Tuesday, September 7, 2021

Dare I Write A Blog Post?

No matter how many new and shiny podcasts come out, one of my favorite will always and forever remain "This American Life," hosted by Ira Glass.

In one episode, Ira glass said something that I feel in my soul:

"Today’s radio show is about asking a grown-up for advice. I am fully grown up. And I’m older than I sound on the radio....[O]ld enough that, last week, when I read something by somebody in their 30s who said, well, of course nobody ever fully feels like a grown-up, I wanted to say, no, I actually feel like a grown-up. I feel like a grown-up. I feel my responsibilities. I feel the weight of them. I know when I have lived up to my own ideals for how I want to be in the world and treat others around me, and when I haven’t, I feel it. I feel tired in this way that I definitely did not when I was younger."

I heard Ira Glass say this and I very nearly started sobbing into my hands. Because, young people, yes, you do reach a point where you really, truly feel like a grown up, where you do not feel like you're faking it. Not all adults are just grown-up kids making it up as they go. And when you reach that age, it. Is. EXHAUSTING.

And then there's the sheer state of the world right now. Everything is on fire. Or under water. Or turning into Gilead. Or descending into deadly chaos. And that's before we get to people who aren't willing to do even very basic things to help avoid infecting others with a potentially very dangerous virus.

It's enough to paralyze a person with helplessness.

Of course there are things we can do, and we try to do them. But it never feels like enough. How could it ever feel like enough?

Which brings us to hobby blogs. Talk about the height of useless navel-gazing, amirite? What relevance can my prattling on and on about my little hobby possibly have in such a world. Surely this energy is better spent somewhere else?

And, y'know, maybe.
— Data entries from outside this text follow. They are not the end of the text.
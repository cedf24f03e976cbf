//! Tests for the API client functionality
//!
//! Validates endpoint construction, wire model handling and the error
//! taxonomy used for backend communication.

#[cfg(test)]
mod tests {
    use crate::api::{ApiError, FinsightClient};
    use reqwest::StatusCode;
    use shared::models::{ChatResponse, ConversationToken, ErrorResponse};

    /// Tests API client creation
    #[test]
    fn test_api_client_creation() {
        let _client = FinsightClient::new("http://localhost:8000/api");
        // Client should be created successfully
    }

    /// Tests trailing-slash normalization of the base URL
    #[test]
    fn test_base_url_variants() {
        let _with_slash = FinsightClient::new("/api/");
        let _without_slash = FinsightClient::new("/api");
    }

    /// Tests conversation message endpoint structure
    #[test]
    fn test_messages_endpoint() {
        let token = ConversationToken::new("tok-1");
        let url = format!("/api/conversations/{}/messages", token.as_str());
        assert_eq!(url, "/api/conversations/tok-1/messages");
    }

    /// Tests the full backend surface the client consumes
    #[test]
    fn test_api_endpoints() {
        assert_eq!(format!("/api/{}", "conversations"), "/api/conversations");
        assert_eq!(format!("/api/{}", "chat"), "/api/chat");
        assert_eq!(format!("/api/{}", "upload"), "/api/upload");
    }

    /// Tests the not-found classification used for the non-fatal error path
    #[test]
    fn test_not_found_classification() {
        assert!(ApiError::Status(StatusCode::NOT_FOUND).is_not_found());
        assert!(!ApiError::Status(StatusCode::INTERNAL_SERVER_ERROR).is_not_found());
        assert!(!ApiError::Timeout.is_not_found());
    }

    /// Tests error display strings surfaced to the user
    #[test]
    fn test_error_display() {
        let status = ApiError::Status(StatusCode::BAD_GATEWAY);
        assert!(format!("{status}").contains("502"));

        let timeout = ApiError::Timeout;
        assert_eq!(format!("{timeout}"), "request timed out");

        let rejected = ApiError::Rejected(ErrorResponse::new("Only PDF files are supported"));
        assert_eq!(format!("{rejected}"), "Only PDF files are supported");
    }

    /// Tests the new-conversation exchange: empty token in, minted token out
    #[test]
    fn test_chat_response_with_minted_token() {
        let body = r#"{
            "answer": "Total revenue for 2025 was 10.2M.",
            "sources": [],
            "conversation_token": "tok-1"
        }"#;

        let response: ChatResponse = serde_json::from_str(body).unwrap();
        assert_eq!(response.conversation_token.as_str(), "tok-1");
        assert_eq!(response.conversation_token.to_path(), "/tok-1");
    }
}
use shared::models::{ConversationSummary, ConversationToken};
use yew::{Callback, Html, MouseEvent, Properties, classes, function_component, html};

#[derive(Properties, PartialEq)]
pub struct ChatHistoryProps {
    /// Conversation summaries in the order returned by the backend.
    pub conversations: Vec<ConversationSummary>,
    /// Token of the active conversation; drives the highlighted row.
    pub selected: ConversationToken,
    pub on_select: Callback<ConversationToken>,
    /// Starts a fresh, unsaved conversation.
    pub on_new: Callback<MouseEvent>,
}

#[function_component(ChatHistory)]
pub fn chat_history(props: &ChatHistoryProps) -> Html {
    html! {
        <div class="w-80 border-r border-gray-200 bg-gray-50 flex flex-col">
            <div class="p-4 border-b border-gray-200 flex justify-between items-center">
                <h2 class="text-lg font-semibold text-gray-800">{"Recents"}</h2>
                <button
                    class="text-gray-800 hover:text-gray-500"
                    type="button"
                    title="New conversation"
                    onclick={props.on_new.clone()}
                >
                    {"✎"}
                </button>
            </div>
            <div class="overflow-y-auto flex-1">
                { for props.conversations.iter().map(|conversation| {
                    let is_selected = props.selected == conversation.token;
                    let token = conversation.token.clone();
                    let on_select = props.on_select.clone();
                    let class = if is_selected {
                        classes!("p-4", "cursor-pointer", "border-b", "border-gray-200", "bg-gray-300")
                    } else {
                        classes!("p-4", "cursor-pointer", "border-b", "border-gray-200", "hover:bg-gray-100")
                    };
                    html! {
                        <div
                            key={conversation.token.as_str().to_string()}
                            class={class}
                            onclick={Callback::from(move |_| on_select.emit(token.clone()))}
                        >
                            <p class="text-sm font-medium text-gray-900 truncate">
                                { conversation.name.clone() }
                            </p>
                        </div>
                    }
                }) }
            </div>
        </div>
    }
}
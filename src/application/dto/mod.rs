use bytes::Bytes;
use serde::{Deserialize, Serialize};

use crate::domain::entities::Video;
use crate::domain::value_objects::{MediaStatus, Resource};

/// Raw binary payloads for the five media slots of a video
///
/// Absent slots are left untouched by the orchestrators.
#[derive(Debug, Clone, Default)]
pub struct VideoResources {
    pub video: Option<Resource>,
    pub trailer: Option<Resource>,
    pub banner: Option<Resource>,
    pub thumbnail: Option<Resource>,
    pub thumbnail_half: Option<Resource>,
}

/// Command for creating a new video
///
/// Reference ids and the rating arrive as raw strings from the outer edge;
/// parsing failures surface as validation errors, not transport errors.
#[derive(Debug, Clone, Default)]
pub struct CreateVideoCommand {
    pub title: String,
    pub description: String,
    pub launched_at: Option<i32>,
    pub duration: f64,
    pub rating: Option<String>,
    pub opened: bool,
    pub published: bool,
    pub categories: Vec<String>,
    pub genres: Vec<String>,
    pub cast_members: Vec<String>,
    pub resources: VideoResources,
}

/// Response for a successful video creation
#[derive(Debug, Clone, Serialize)]
pub struct CreateVideoOutput {
    pub id: String,
}

impl From<&Video> for CreateVideoOutput {
    fn from(video: &Video) -> Self {
        Self { id: video.id.to_string() }
    }
}

/// Command for updating an existing video
#[derive(Debug, Clone, Default)]
pub struct UpdateVideoCommand {
    pub id: String,
    pub title: String,
    pub description: String,
    pub launched_at: Option<i32>,
    pub duration: f64,
    pub rating: Option<String>,
    pub opened: bool,
    pub published: bool,
    pub categories: Vec<String>,
    pub genres: Vec<String>,
    pub cast_members: Vec<String>,
    pub resources: VideoResources,
}

/// Response for a successful video update
#[derive(Debug, Clone, Serialize)]
pub struct UpdateVideoOutput {
    pub id: String,
}

impl From<&Video> for UpdateVideoOutput {
    fn from(video: &Video) -> Self {
        Self { id: video.id.to_string() }
    }
}

/// Command for deleting a video
#[derive(Debug, Clone)]
pub struct DeleteVideoCommand {
    pub id: String,
}

/// Status message emitted by the external encoder
#[derive(Debug, Clone, Serialize, Deserialize)]
pub struct UpdateMediaStatusCommand {
    pub status: MediaStatus,
    pub video_id: String,
    pub resource_id: String,
    pub folder: String,
    pub filename: String,
}

/// Request for fetching a stored media binary
#[derive(Debug, Clone, Serialize, Deserialize)]
pub struct GetMediaCommand {
    pub video_id: String,
    pub media_type: String,
}

/// A stored media binary ready to be served
#[derive(Debug, Clone)]
pub struct MediaOutput {
    pub name: String,
    pub content_type: String,
    pub content: Bytes,
}

impl From<Resource> for MediaOutput {
    fn from(resource: Resource) -> Self {
        Self {
            name: resource.name().to_string(),
            content_type: resource.content_type().to_string(),
            content: resource.content().clone(),
        }
    }
}
pub mod references;
pub mod video;

pub use references::*;
pub use video::*;
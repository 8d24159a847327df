use chrono::{DateTime, Utc};
use serde::{Deserialize, Serialize};
use std::collections::HashSet;

use crate::domain::entities::{CastMemberId, CategoryId, GenreId};
use crate::domain::validation::{DomainError, ValidationError, ValidationHandler};
use crate::domain::value_objects::{AudioVideoMedia, ImageMedia, Rating, VideoMediaType};
use crate::domain::{AggregateRoot, Identifier};

pub const TITLE_MAX_LENGTH: usize = 255;
pub const DESCRIPTION_MAX_LENGTH: usize = 4000;
pub const LAUNCH_YEAR_MIN: i32 = 1888;
pub const LAUNCH_YEAR_MAX: i32 = 2200;

/// Unique identifier for videos managed by the catalog
#[derive(Debug, Clone, PartialEq, Eq, Hash, Serialize, Deserialize)]
pub struct VideoId(String);

impl VideoId {
    #[must_use]
    pub fn unique() -> Self {
        Self(uuid::Uuid::new_v4().simple().to_string())
    }

    #[must_use]
    pub fn as_str(&self) -> &str {
        &self.0
    }
}

impl std::fmt::Display for VideoId {
    fn fmt(&self, f: &mut std::fmt::Formatter<'_>) -> std::fmt::Result {
        write!(f, "{}", self.0)
    }
}

impl From<&str> for VideoId {
    fn from(id: &str) -> Self {
        Self(id.to_string())
    }
}

impl From<String> for VideoId {
    fn from(id: String) -> Self {
        Self(id)
    }
}

impl Identifier for VideoId {
    fn value(&self) -> &str {
        &self.0
    }
}

/// Catalog video aggregate
///
/// Owns the descriptive fields, the references to categories, genres and
/// cast members, and the five optional media slots. Reference ids are held
/// as opaque identifiers; whether they exist is checked at the application
/// boundary, not here.
#[derive(Debug, Clone, Serialize, Deserialize)]
pub struct Video {
    pub id: VideoId,
    pub title: String,
    pub description: String,
    pub launched_at: Option<i32>,
    pub duration: f64,
    pub rating: Option<Rating>,
    pub opened: bool,
    pub published: bool,
    pub created_at: DateTime<Utc>,
    pub updated_at: DateTime<Utc>,
    pub categories: HashSet<CategoryId>,
    pub genres: HashSet<GenreId>,
    pub cast_members: HashSet<CastMemberId>,
    pub video: Option<AudioVideoMedia>,
    pub trailer: Option<AudioVideoMedia>,
    pub banner: Option<ImageMedia>,
    pub thumbnail: Option<ImageMedia>,
    pub thumbnail_half: Option<ImageMedia>,
}

impl Video {
    /// Create a new video with a fresh identity and empty media slots
    #[must_use]
    #[allow(clippy::too_many_arguments, clippy::fn_params_excessive_bools)]
    pub fn new_video(
        title: impl Into<String>,
        description: impl Into<String>,
        launched_at: Option<i32>,
        duration: f64,
        rating: Option<Rating>,
        opened: bool,
        published: bool,
        categories: HashSet<CategoryId>,
        genres: HashSet<GenreId>,
        cast_members: HashSet<CastMemberId>,
    ) -> Self {
        let now = Utc::now();
        Self {
            id: VideoId::unique(),
            title: title.into(),
            description: description.into(),
            launched_at,
            duration,
            rating,
            opened,
            published,
            created_at: now,
            updated_at: now,
            categories,
            genres,
            cast_members,
            video: None,
            trailer: None,
            banner: None,
            thumbnail: None,
            thumbnail_half: None,
        }
    }

    /// Replace the descriptive fields and reference sets
    ///
    /// Identity, creation time and media slots are untouched.
    #[allow(clippy::too_many_arguments, clippy::fn_params_excessive_bools)]
    pub fn update(
        &mut self,
        title: impl Into<String>,
        description: impl Into<String>,
        launched_at: Option<i32>,
        duration: f64,
        rating: Option<Rating>,
        opened: bool,
        published: bool,
        categories: HashSet<CategoryId>,
        genres: HashSet<GenreId>,
        cast_members: HashSet<CastMemberId>,
    ) {
        self.title = title.into();
        self.description = description.into();
        self.launched_at = launched_at;
        self.duration = duration;
        self.rating = rating;
        self.opened = opened;
        self.published = published;
        self.categories = categories;
        self.genres = genres;
        self.cast_members = cast_members;
        self.updated_at = Utc::now();
    }

    pub fn set_video(&mut self, media: Option<AudioVideoMedia>) {
        self.video = media;
        self.updated_at = Utc::now();
    }

    pub fn set_trailer(&mut self, media: Option<AudioVideoMedia>) {
        self.trailer = media;
        self.updated_at = Utc::now();
    }

    pub fn set_banner(&mut self, media: Option<ImageMedia>) {
        self.banner = media;
        self.updated_at = Utc::now();
    }

    pub fn set_thumbnail(&mut self, media: Option<ImageMedia>) {
        self.thumbnail = media;
        self.updated_at = Utc::now();
    }

    pub fn set_thumbnail_half(&mut self, media: Option<ImageMedia>) {
        self.thumbnail_half = media;
        self.updated_at = Utc::now();
    }

    /// Mark the media in an audio/video slot as picked up by the encoder
    ///
    /// Image slots and empty slots are left untouched.
    pub fn processing(&mut self, media_type: VideoMediaType) {
        match media_type {
            VideoMediaType::Video => {
                if let Some(media) = self.video.take() {
                    self.set_video(Some(media.processing()));
                }
            }
            VideoMediaType::Trailer => {
                if let Some(media) = self.trailer.take() {
                    self.set_trailer(Some(media.processing()));
                }
            }
            _ => {}
        }
    }

    /// Mark the media in an audio/video slot as encoded at `encoded_location`
    pub fn completed(&mut self, media_type: VideoMediaType, encoded_location: &str) {
        match media_type {
            VideoMediaType::Video => {
                if let Some(media) = self.video.take() {
                    self.set_video(Some(media.completed(encoded_location)));
                }
            }
            VideoMediaType::Trailer => {
                if let Some(media) = self.trailer.take() {
                    self.set_trailer(Some(media.completed(encoded_location)));
                }
            }
            _ => {}
        }
    }
}

impl AggregateRoot for Video {
    type Id = VideoId;

    fn id(&self) -> &VideoId {
        &self.id
    }

    fn validate<H: ValidationHandler>(&self, handler: &mut H) -> Result<(), DomainError> {
        if self.title.trim().is_empty() {
            handler.append(ValidationError::new("'title' should not be empty"))?;
        } else if self.title.chars().count() > TITLE_MAX_LENGTH {
            handler.append(ValidationError::new(
                "'title' must be between 1 and 255 characters",
            ))?;
        }

        if self.description.trim().is_empty() {
            handler.append(ValidationError::new("'description' should not be empty"))?;
        } else if self.description.chars().count() > DESCRIPTION_MAX_LENGTH {
            handler.append(ValidationError::new(
                "'description' must be between 1 and 4000 characters",
            ))?;
        }

        if self.duration < 0.0 {
            handler.append(ValidationError::new("'duration' should not be negative"))?;
        }

        if let Some(year) = self.launched_at {
            if !(LAUNCH_YEAR_MIN..=LAUNCH_YEAR_MAX).contains(&year) {
                handler.append(ValidationError::new("'launched_at' must be a valid year"))?;
            }
        }

        if self.rating.is_none() {
            handler.append(ValidationError::new("'rating' should not be empty"))?;
        }

        Ok(())
    }
}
But I also think there is something to putting your own oxygen mask on first, and we all have to do what we can to keep from descending into utter depression where it is all that much MORE likely that we won't be able to do much for others. So to the extent that running and training and racing and writing about it keeps me stable and kinda-sorta-mostly sane and able to be a marginally useful person in ways that actually DO matter to the larger world, maybe it's okay to expend some of that energy here.

FAQ:

Still running, y/n?

Yes! I actually ran quite a lot in 2020, though except for a couple of races early in the year pre-pandemic and a couple of half-hearted speed workouts toward the end of the year, it was all easy. I did some mildly entertaining things I'll maybe save for another post. I am still running now, have done a few small races, and have a few others on the calendar.
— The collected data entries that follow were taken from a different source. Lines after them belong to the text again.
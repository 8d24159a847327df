use std::collections::HashSet;
use std::future::Future;

use crate::domain::validation::ValidationError;
use crate::domain::Identifier;

/// Convert raw id strings to typed identifiers, deduplicated in request order
#[must_use]
pub fn unique_ids<I>(raw: &[String]) -> Vec<I>
where
    I: Identifier + for<'a> From<&'a str>,
{
    let mut seen = HashSet::new();
    raw.iter().filter(|value| seen.insert(value.as_str())).map(|value| I::from(value)).collect()
}

/// Check that every requested id exists according to a batch lookup
///
/// An empty request is trivially valid. Otherwise the lookup returns the
/// subset it knows; the ids left over become a single error listing them in
/// request order. Lookup failures propagate untouched.
pub async fn validate_existence<I, F, Fut, E>(
    label: &str,
    ids: &[I],
    exists_by_ids: F,
) -> Result<Option<ValidationError>, E>
where
    I: Identifier,
    F: FnOnce(Vec<I>) -> Fut,
    Fut: Future<Output = Result<Vec<I>, E>>,
{
    if ids.is_empty() {
        return Ok(None);
    }

    let found: HashSet<I> = exists_by_ids(ids.to_vec()).await?.into_iter().collect();
    let missing: Vec<&str> =
        ids.iter().filter(|id| !found.contains(id)).map(Identifier::value).collect();

    if missing.is_empty() {
        Ok(None)
    } else {
        Ok(Some(ValidationError::new(format!(
            "Some {label} could not be found: {}",
            missing.join(", ")
        ))))
    }
}
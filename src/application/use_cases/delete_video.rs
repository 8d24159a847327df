use std::sync::Arc;

use crate::{
    application::{dto::DeleteVideoCommand, error::AppError},
    domain::{entities::VideoId, repositories::VideoRepository},
    infrastructure::storage::MediaResourceGateway,
};

/// Use case for deleting a video and its stored media payloads
pub struct DeleteVideoUseCase<V, S>
where
    V: VideoRepository + ?Sized,
    S: MediaResourceGateway + ?Sized,
{
    video_repository: Arc<V>,
    storage: Arc<S>,
}

impl<V, S> DeleteVideoUseCase<V, S>
where
    V: VideoRepository + ?Sized,
    S: MediaResourceGateway + ?Sized,
{
    /// Create a new delete video use case
    pub fn new(video_repository: Arc<V>, storage: Arc<S>) -> Self {
        Self { video_repository, storage }
    }

    /// Execute the delete video use case
    ///
    /// The catalog record is the source of truth; once it is gone the storage
    /// sweep is best effort and a failure there never fails the deletion.
    pub async fn execute(&self, command: DeleteVideoCommand) -> Result<(), AppError> {
        tracing::info!("Deleting video with id: {}", command.id);

        let video_id = VideoId::from(command.id.as_str());
        let deleted = self
            .video_repository
            .delete_by_id(&video_id)
            .await
            .map_err(|e| AppError::internal("Failed to delete video", e))?;

        if !deleted {
            return Err(AppError::not_found("Video", &command.id));
        }

        if let Err(err) = self.storage.clear_resources(&video_id).await {
            tracing::warn!(
                video_id = %video_id,
                error = %err,
                "Failed to clear media resources for deleted video"
            );
        }

        tracing::info!("Video deleted with id: {}", video_id);
        Ok(())
    }
}
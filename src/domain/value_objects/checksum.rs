use serde::{Deserialize, Serialize};
use sha2::{Digest, Sha256};
use std::fmt;

/// Content checksum identifying a stored binary asset
///
/// SHA-256, lowercase hex. Stored media keep the checksum of the bytes they
/// were created from so a reloaded aggregate can be compared against the
/// original upload.
#[derive(Debug, Clone, PartialEq, Eq, Hash, Serialize, Deserialize)]
pub struct Checksum(String);

impl Checksum {
    /// Create a checksum from a SHA-256 hex string
    ///
    /// # Errors
    /// Returns an error if the value is not a 64-character hex string
    pub fn new(value: &str) -> Result<Self, ChecksumError> {
        if value.len() != 64 {
            return Err(ChecksumError::InvalidLength(value.len()));
        }

        if !value.chars().all(|c| c.is_ascii_hexdigit()) {
            return Err(ChecksumError::InvalidCharacters);
        }

        Ok(Self(value.to_lowercase()))
    }

    /// Compute the checksum of a byte slice
    #[must_use]
    pub fn from_bytes(data: &[u8]) -> Self {
        let mut hasher = Sha256::new();
        hasher.update(data);
        Self(hex::encode(hasher.finalize()))
    }

    #[must_use]
    pub fn as_str(&self) -> &str {
        &self.0
    }
}

impl fmt::Display for Checksum {
    fn fmt(&self, f: &mut fmt::Formatter<'_>) -> fmt::Result {
        write!(f, "{}", self.0)
    }
}

impl std::str::FromStr for Checksum {
    type Err = ChecksumError;

    fn from_str(s: &str) -> Result<Self, Self::Err> {
        Self::new(s)
    }
}

/// Errors that can occur when creating a checksum
#[derive(Debug, thiserror::Error)]
pub enum ChecksumError {
    #[error("Invalid checksum length: expected 64 characters, got {0}")]
    InvalidLength(usize),
    #[error("Invalid characters: checksum must contain only hexadecimal characters")]
    InvalidCharacters,
}
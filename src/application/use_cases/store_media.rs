use futures_util::join;

use crate::application::dto::VideoResources;
use crate::application::error::AppError;
use crate::domain::entities::{Video, VideoId};
use crate::domain::value_objects::{
    AudioVideoMedia, ImageMedia, Resource, VideoMediaType, VideoResource,
};
use crate::infrastructure::storage::MediaResourceGateway;

/// Store the provided payloads concurrently and attach the produced media
///
/// Every slot settles before any failure is surfaced, so a failing upload
/// never aborts its siblings mid-flight. Absent slots are left untouched.
pub(crate) async fn store_media<S>(
    storage: &S,
    video: &mut Video,
    resources: VideoResources,
) -> Result<(), AppError>
where
    S: MediaResourceGateway + ?Sized,
{
    let video_id = video.id.clone();
    let VideoResources { video: main, trailer, banner, thumbnail, thumbnail_half } = resources;

    let (main, trailer, banner, thumbnail, thumbnail_half) = join!(
        store_audio_video(storage, &video_id, main, VideoMediaType::Video),
        store_audio_video(storage, &video_id, trailer, VideoMediaType::Trailer),
        store_image(storage, &video_id, banner, VideoMediaType::Banner),
        store_image(storage, &video_id, thumbnail, VideoMediaType::Thumbnail),
        store_image(storage, &video_id, thumbnail_half, VideoMediaType::ThumbnailHalf),
    );

    if let Some(media) = main? {
        video.set_video(Some(media));
    }
    if let Some(media) = trailer? {
        video.set_trailer(Some(media));
    }
    if let Some(media) = banner? {
        video.set_banner(Some(media));
    }
    if let Some(media) = thumbnail? {
        video.set_thumbnail(Some(media));
    }
    if let Some(media) = thumbnail_half? {
        video.set_thumbnail_half(Some(media));
    }

    Ok(())
}

async fn store_audio_video<S>(
    storage: &S,
    video_id: &VideoId,
    resource: Option<Resource>,
    media_type: VideoMediaType,
) -> Result<Option<AudioVideoMedia>, AppError>
where
    S: MediaResourceGateway + ?Sized,
{
    let Some(resource) = resource else { return Ok(None) };

    let media = storage
        .store_audio_video(video_id, &VideoResource::with(resource, media_type))
        .await
        .map_err(|e| AppError::Storage { message: e.to_string() })?;

    Ok(Some(media))
}

async fn store_image<S>(
    storage: &S,
    video_id: &VideoId,
    resource: Option<Resource>,
    media_type: VideoMediaType,
) -> Result<Option<ImageMedia>, AppError>
where
    S: MediaResourceGateway + ?Sized,
{
    let Some(resource) = resource else { return Ok(None) };

    let media = storage
        .store_image(video_id, &VideoResource::with(resource, media_type))
        .await
        .map_err(|e| AppError::Storage { message: e.to_string() })?;

    Ok(Some(media))
}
Me taking a corner in a 10K road race with a bunch of dudes behind me. I am wearing a black tank top, red running shorts, and a race bib.
August 28th's Santa Rosa 10K, which....we will cover later. Don't worry. :-|

How's the racing going?

Not great Bob, more on this later. (Still glad to be doing it, for the record.)

How is life generally?

So weird. I still have a job. In fact I maybe have kind of too much of a job. I am working at home with only two cats to worry about. (Don, who is also working from home, mostly takes care of himself. He has a lot of hair now.) I am vaccinated & and have not got COVID yet. Despite having very nearly every privilege/easy setting a person can have in this situation....it's still been really hard. But I have good friends and a good partner & the two ridiculous cats and I count my many, many blessings every day.
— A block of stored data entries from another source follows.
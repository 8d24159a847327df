use crate::domain::entities::{CastMemberId, CategoryId, GenreId, Video, VideoId};
use async_trait::async_trait;

/// Page of results returned by a catalog search
#[derive(Debug, Clone, PartialEq, Eq)]
pub struct Page<T> {
    pub current_page: u32,
    pub per_page: u32,
    pub total: u64,
    pub items: Vec<T>,
}

impl<T> Page<T> {
    pub fn map<U, F: FnMut(T) -> U>(self, f: F) -> Page<U> {
        Page {
            current_page: self.current_page,
            per_page: self.per_page,
            total: self.total,
            items: self.items.into_iter().map(f).collect(),
        }
    }
}

/// Search criteria for paginated catalog listings
#[derive(Debug, Clone, PartialEq, Eq)]
pub struct SearchQuery {
    pub page: u32,
    pub per_page: u32,
    pub terms: String,
    pub sort: String,
    pub direction: SortDirection,
}

#[derive(Debug, Clone, Copy, PartialEq, Eq)]
pub enum SortDirection {
    Asc,
    Desc,
}

impl SearchQuery {
    #[must_use]
    pub fn new(
        page: u32,
        per_page: u32,
        terms: impl Into<String>,
        sort: impl Into<String>,
        direction: SortDirection,
    ) -> Self {
        Self { page, per_page, terms: terms.into(), sort: sort.into(), direction }
    }
}

/// Repository trait for video persistence
#[async_trait]
pub trait VideoRepository: Send + Sync {
    type Error: std::error::Error + Send + Sync + 'static;

    /// Persist a new video aggregate
    async fn create(&self, video: &Video) -> Result<(), Self::Error>;

    /// Persist the current state of an existing video aggregate
    async fn update(&self, video: &Video) -> Result<(), Self::Error>;

    /// Find a video by ID
    async fn find_by_id(&self, id: &VideoId) -> Result<Option<Video>, Self::Error>;

    /// Delete a video by ID, returning whether anything was removed
    async fn delete_by_id(&self, id: &VideoId) -> Result<bool, Self::Error>;

    /// List videos matching the search criteria
    async fn find_all(&self, query: &SearchQuery) -> Result<Page<Video>, Self::Error>;
}

/// Repository trait for category reference lookups
#[async_trait]
pub trait CategoryRepository: Send + Sync {
    type Error: std::error::Error + Send + Sync + 'static;

    /// Return the subset of `ids` that exist in the catalog
    async fn exists_by_ids(&self, ids: &[CategoryId]) -> Result<Vec<CategoryId>, Self::Error>;
}

/// Repository trait for genre reference lookups
#[async_trait]
pub trait GenreRepository: Send + Sync {
    type Error: std::error::Error + Send + Sync + 'static;

    /// Return the subset of `ids` that exist in the catalog
    async fn exists_by_ids(&self, ids: &[GenreId]) -> Result<Vec<GenreId>, Self::Error>;
}

/// Repository trait for cast member reference lookups
#[async_trait]
pub trait CastMemberRepository: Send + Sync {
    type Error: std::error::Error + Send + Sync + 'static;

    /// Return the subset of `ids` that exist in the catalog
    async fn exists_by_ids(&self, ids: &[CastMemberId]) -> Result<Vec<CastMemberId>, Self::Error>;
}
Don sitting in a teal easy chair in our living room with long, wild, curly hair, petting two cats curled up in his lap, a tabby and a tortoise shell.
Wild-hair cat daddy

I have no idea how frequently I will manage to type words into this platform and hit publish (it's been so long since I did so that the entire interface has changed and I had to re-learn how to work it all!). But I am going to shoot for "More frequently, and shorter," which really just goes against every fiber in my being lol. Whattaya say, wanna hang out? :D

8 comments:

  1. Thanks for taking the time to restart up your blog, Angela. I've always enjoyed both your writing style and content, and how often times your blog can be quite educational.

    - Michael Z.

    ReplyDelete
  2. I was so happy when this popped up in my Feedly - funnily enough I was just thinking about your blog the other day and checked it out to make sure I hadn't missed anything. Glad to see you're doing ok!

    ReplyDelete
  3. I kind of wondered if the pandemic would lead to a blog resurgence! I do miss seeing them - although I bailed. It's hard to blog without plastering your kid's face all over the internet, and I don't want to do that yet. He's so cute he'd break the internet.

    ReplyDelete
    Replies
    1. Ugh, yeah that's tough. It's so funny, when I quit, I was like, "Ugh, I am so burned out on running right now and so busy with other stuff." But I think I have found that I need to vomit my feels onto the web occasionally in order to feel right!